Blazon: Per quarterly I per quarterly i argent a cross potent between four crosses couped or (Jerusalem), ii barry of ten argent and azure, a lion rampant gules, armed, langued, and crowned or (Lusignan), iii or a lion rampant gules, armed, langued, and crowned azure (Armenian Kingdom of Cilicia), iv argent a lion rampant gules, armed, langued, and crowned or (Cyprus); II per pale gules a horse salient to the sinister argent (Westphalia) and barry of ten sable and or a ducal coronet in bend vert (Saxony), enté en pointe argent three crampets 1 and 2 gules (Angrie); III per pale argent biletté and a lion rampant sable, armed and langued gules (Chablais) and sable a lion rampant argent, armed and langued gules (Aoste); IV per pale chequy of nine or and azure (county of Geneva) and argent a chief gules (Montferrat); overall in the fess point an escutcheon gules a cross argent (Savoy

Arms of Alfonso XIII

King of Spain 1886-1931* (1886-1941)

Blazon: Tierced per fess; I per pale i per pale per saltire a. and d.
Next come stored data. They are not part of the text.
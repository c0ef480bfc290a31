use actix_web::middleware::NormalizePath;
use actix_web::web::Data;
use actix_web::{get, App, HttpServer, Responder};
use dotenvy::dotenv;
use std::path::Path;

mod api;
mod auth;
mod config;
mod db;
mod docs;
mod error;
mod model;
mod models;
mod report;
mod routes;
mod utils;

use config::Config;
use db::init_db;

use crate::docs::ApiDoc;
use crate::report::template::PresenceTemplate;
use crate::utils::code_filter;
use crate::utils::employee_cache;
use tracing::{error, info, warn};
use tracing_appender::rolling;
use utoipa::OpenApi;
use utoipa_swagger_ui::SwaggerUi;

#[get("/")]
async fn index() -> impl Responder {
    "Presence service running"
}

#[actix_web::main]
async fn main() -> std::io::Result<()> {
    dotenv().ok();

    let config = Config::from_env();

    // Rolling daily log
    let file_appender = rolling::daily("logs", "app.log");
    let (non_blocking, _guard) = tracing_appender::non_blocking(file_appender);

    tracing_subscriber::fmt()
        .with_writer(non_blocking)
        .with_max_level(tracing::Level::DEBUG)
        .with_ansi(false)
        .with_target(false)
        .with_level(true)
        .with_thread_ids(false)
        .with_thread_names(false)
        .pretty()
        .init();

    info!("Server starting...");

    // A broken template only fails at generation time; surface it at boot
    // so a bad deployment is visible before the first admin clicks.
    if let Err(e) = PresenceTemplate::load(Path::new(&config.template_path)) {
        warn!(error = %e, path = %config.template_path, "presence template failed to load");
    }

    let pool = init_db(&config.database_url).await;

    let pool_for_filter_warmup = pool.clone();
    let pool_for_cache_warmup = pool.clone();
    let server_addr = config.server_addr.clone();
    let config_data = config.clone();

    actix_web::rt::spawn(async move {
        if let Err(e) = code_filter::warmup_code_filter(&pool_for_filter_warmup, 100).await {
            error!(error = ?e, "Failed to warmup employee code filter");
        }
    });

    actix_web::rt::spawn(async move {
        // Warm up active employee codes in batches of 250
        if let Err(e) = employee_cache::warmup_employee_cache(&pool_for_cache_warmup, 250).await {
            error!(error = ?e, "Failed to warmup employee cache");
        }
    });

    HttpServer::new(move || {
        App::new()
            .wrap(actix_web::middleware::Logger::default())
            .wrap(NormalizePath::trim())
            .service(
                // wildcard {_:.*} so the UI's JS/CSS assets resolve
                SwaggerUi::new("/swagger-ui/{_:.*}")
                    .url("/api-doc/openapi.json", ApiDoc::openapi()),
            )
            .app_data(Data::new(pool.clone()))
            .app_data(Data::new(config.clone()))
            .service(index)
            .configure(|cfg| routes::configure(cfg, config_data.clone()))
    })
    .bind(server_addr)?
    .run()
    .await
}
Aragon, b. and c. argent an eagle displayed sable, armed and langued gules (Sicily) and 2 argent a cross potent between four crosses couped or (Jerusalem), ii per pale 1 gules a fess argent (Austria) and 2 azure semé de lis or within a bordure compony argent and gules (Burgundy ancien); II per pale i or six fleurs-de-lis azure in orle (Farnese) and ii or five torteaux in orle, in chief a roundel of France (Medici); III per pale i bendy of six or and azure within a bordure gules (Burgundy moderne) and ii sable a lion rampant crowned or, armed and langued gules (Brabant), pointé per pale or a lion rampant sable armed and langued gules (Flanders) and argent an eagle displayed gules armed and langued or (Tyrol); overall an escutcheon per quarterly I gules a castle triple-towered or, windowed azure (Castile), II argent a lion rampant gules crowned or (León), III or four palets gules (Aragon), IV gules a chain in orle, cross, and saltire charged with a center point vert (Navarre), enté en point argent a pomegranate proper seeded gules, slipped and leaved vert (Granada) and charged in the fess point with an escutcheon an escutcheon azure three fleurs-de-lis or within a bordure gules (Bourbon-Anjou)

*He started bearing this particular version of the arms only in 1931.